Forty years ago, when CFE/Save the Sound was started, the Connecticut landscape was a beautiful patchwork of family farms. Over time, that has eroded away to just a few surviving remnants of our agricultural past.

Why? There are many reasons, but among them is climate change, which is creating unpredictable and extreme weather patterns that jeopardize soil integrity and rain patterns, and thereby our food system. Unpredictable weather patterns are changing the way farmers decide what crops to plant and inhibiting their ability to provide a range of crops for their community and for their soil.

Right now, farming and land use account for 25 percent of global greenhouse gas emissions, and that means they can be part of the solution. Since farming can be both a victim and a cause of climate change, some farmers, including Dina Brewster, see it as an “incredible opportunity to include working land” in our climate change adaptation and reversal strategies. How? Carbon sequestration in soil, among other things.

Brewster, CFE/Save the Sound board member and executive director of the Northeast Organic Farming Association, envisions a future where the farming community is a resource in the climate change adaption conversation. She manages 40 acres of The Hickories, an organic farm in Ridgefield Connecticut. Brewster gave up teaching fifteen years ago to be a driving force behind the movement utilizing organic farming as a means to combat climate change through concrete, quantifiable action.

“Seeking resilience in the face of climate change is now what gets me up in the morning and tucks my kids in at night,” said Brewster.

Climate change is taking a toll on farmers, but Brewster is growing tired of narratives that paint farmers as its casualties. Instead she wants people turning to farmers as leaders, looking for ways to turn land use from the problem to part of the solution.

“The amount of awareness building that organizations have done has been so effective and so fantastic, but I am someone who picks up a bucket and starts bailing,” added Brewster. “I’m ready to see concrete adaption strategies implemented in the state.”

 

The greatest of these strategies is carbon sequestration in soil, which prevents carbon from entering our atmosphere. Brewster incorporates all typical organic farming methods to maintain her soil as a carbon sink, including cover cropping, re-mineralization, and amending fields with compost. In terms of reversing climate change, a 1% increase in soil organic matter across one acre can sequester over 15 tons of CO2.

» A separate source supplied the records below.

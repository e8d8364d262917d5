//! Output formatting: table, JSON, YAML, plain.
//!
//! Renders data in the format selected by `--output`. Table uses `tabled`,
//! structured formats use serde, plain emits one line per item.

use std::io::{self, IsTerminal, Write};

use owo_colors::OwoColorize;
use tabled::{Table, Tabled, settings::Style};

use crate::cli::{ColorMode, OutputFormat};
use crate::error::CliError;

// ── Color helpers ────────────────────────────────────────────────────

/// Determine whether color output should be enabled.
pub fn should_color(mode: ColorMode) -> bool {
    match mode {
        ColorMode::Always => true,
        ColorMode::Never => false,
        ColorMode::Auto => io::stdout().is_terminal() && std::env::var("NO_COLOR").is_err(),
    }
}

/// Paint a sensor value: green for an address, red for anything else.
pub fn paint_value(value: &str, connected: bool, color: bool) -> String {
    match (color, connected) {
        (false, _) => value.to_owned(),
        (true, true) => value.green().to_string(),
        (true, false) => value.red().to_string(),
    }
}

pub fn dim(text: &str, color: bool) -> String {
    if color {
        text.dimmed().to_string()
    } else {
        text.to_owned()
    }
}

// ── Render dispatchers ───────────────────────────────────────────────

/// Render a list of serde-serializable + tabled items in the chosen format.
///
/// - `table`: uses the `Tabled` derive to build a pretty table
/// - `json` / `json-compact`: serializes the original data via serde
/// - `yaml`: serializes via serde_yaml
/// - `plain`: calls `line_fn` on each item to emit one line per item
pub fn render_list<T, R>(
    format: OutputFormat,
    data: &[T],
    to_row: impl Fn(&T) -> R,
    line_fn: impl Fn(&T) -> String,
) -> Result<String, CliError>
where
    T: serde::Serialize,
    R: Tabled,
{
    match format {
        OutputFormat::Table => {
            let rows: Vec<R> = data.iter().map(to_row).collect();
            Ok(render_table(&rows))
        }
        OutputFormat::Json => render_json(data, false),
        OutputFormat::JsonCompact => render_json(data, true),
        OutputFormat::Yaml => render_yaml(data),
        OutputFormat::Plain => Ok(data.iter().map(&line_fn).collect::<Vec<_>>().join("\n")),
    }
}

/// Render a single serde-serializable item in the chosen format.
///
/// Table and plain output both use `text_fn`.
pub fn render_single<T>(
    format: OutputFormat,
    data: &T,
    text_fn: impl Fn(&T) -> String,
) -> Result<String, CliError>
where
    T: serde::Serialize,
{
    match format {
        OutputFormat::Table | OutputFormat::Plain => Ok(text_fn(data)),
        OutputFormat::Json => render_json(data, false),
        OutputFormat::JsonCompact => render_json(data, true),
        OutputFormat::Yaml => render_yaml(data),
    }
}

/// Print the rendered output to stdout, respecting quiet mode.
pub fn print_output(output: &str, quiet: bool) {
    if quiet || output.is_empty() {
        return;
    }
    let mut stdout = io::stdout().lock();
    let _ = writeln!(stdout, "{output}");
}

// ── Format-specific renderers ────────────────────────────────────────

fn render_table<R: Tabled>(rows: &[R]) -> String {
    Table::new(rows).with(Style::rounded()).to_string()
}

fn render_json<T: serde::Serialize + ?Sized>(data: &T, compact: bool) -> Result<String, CliError> {
    let out = if compact {
        serde_json::to_string(data)?
    } else {
        serde_json::to_string_pretty(data)?
    };
    Ok(out)
}

fn render_yaml<T: serde::Serialize + ?Sized>(data: &T) -> Result<String, CliError> {
    Ok(serde_yaml::to_string(data)?)
}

There is not just one solution for reversing and adapting to climate change, and Brewster has made it her mission to find and implement as many as possible. She has turned to both traditional and modern organic farming methods to transform her farm into its own self-sustaining ecosystem. She has solar panels on her roof that supply electricity to the farm’s refrigerators, pigs that clear her land and remove her compost, and a new seeding crop project that promotes biodiversity with Connecticut’s native species and increases the abundance of crucial pollinators like bees and butterflies. As Brewster says, “when the insects go, we go.”

A row of native plants that are part of Brewster’s pilot program in a native seed initiative.

The native seeding crop project is a new initiative that Brewster has become involved with to increase the availability of Connecticut native species for local gardens. However, it goes much deeper than that. These plants are not just Connecticut natives, they are native to the specific regions of Connecticut in which they are found. Brewster is growing seeds of plants that have DNA for specific eco-regions to ensure that every plant has evolved exactly for the climate and terrain they live on. This gives them an incredible advantage when it comes to surviving in our changing climate.

“We have to recognize the intimate link we have with the species around us and the dependency we have on them,” said Brewster. “Those plants are our best hope in terms of resilience to this Connecticut climate in the next 100 years.”

 

At the Hickories, Brewster does not just foster an environment that is sustainable for the land, but one that is also sustainable for the farmers. The average age of the Connecticut farmer is between 57 and 58. As a former teacher, Brewster feels strongly about raising the next generation of farmers by fostering a love of the land and work.

“Sometimes I think people forget that the most important thing to sustain on a sustainable farm is the farmer,” said Brewster.

She is bringing the agriculture community to the table with the scientific and conservation communities to create sustainable solutions that work.

“Instead of saying ‘here are 20 things you can’t do, here are ways in which living an environmentally conscious life is going to be harder,’ instead we say, ‘sit down, have a beautiful view, eat some food, laugh and play outdoors,’” explained Brewster. “Our movement to bring people back to farming is about that beautiful solution.”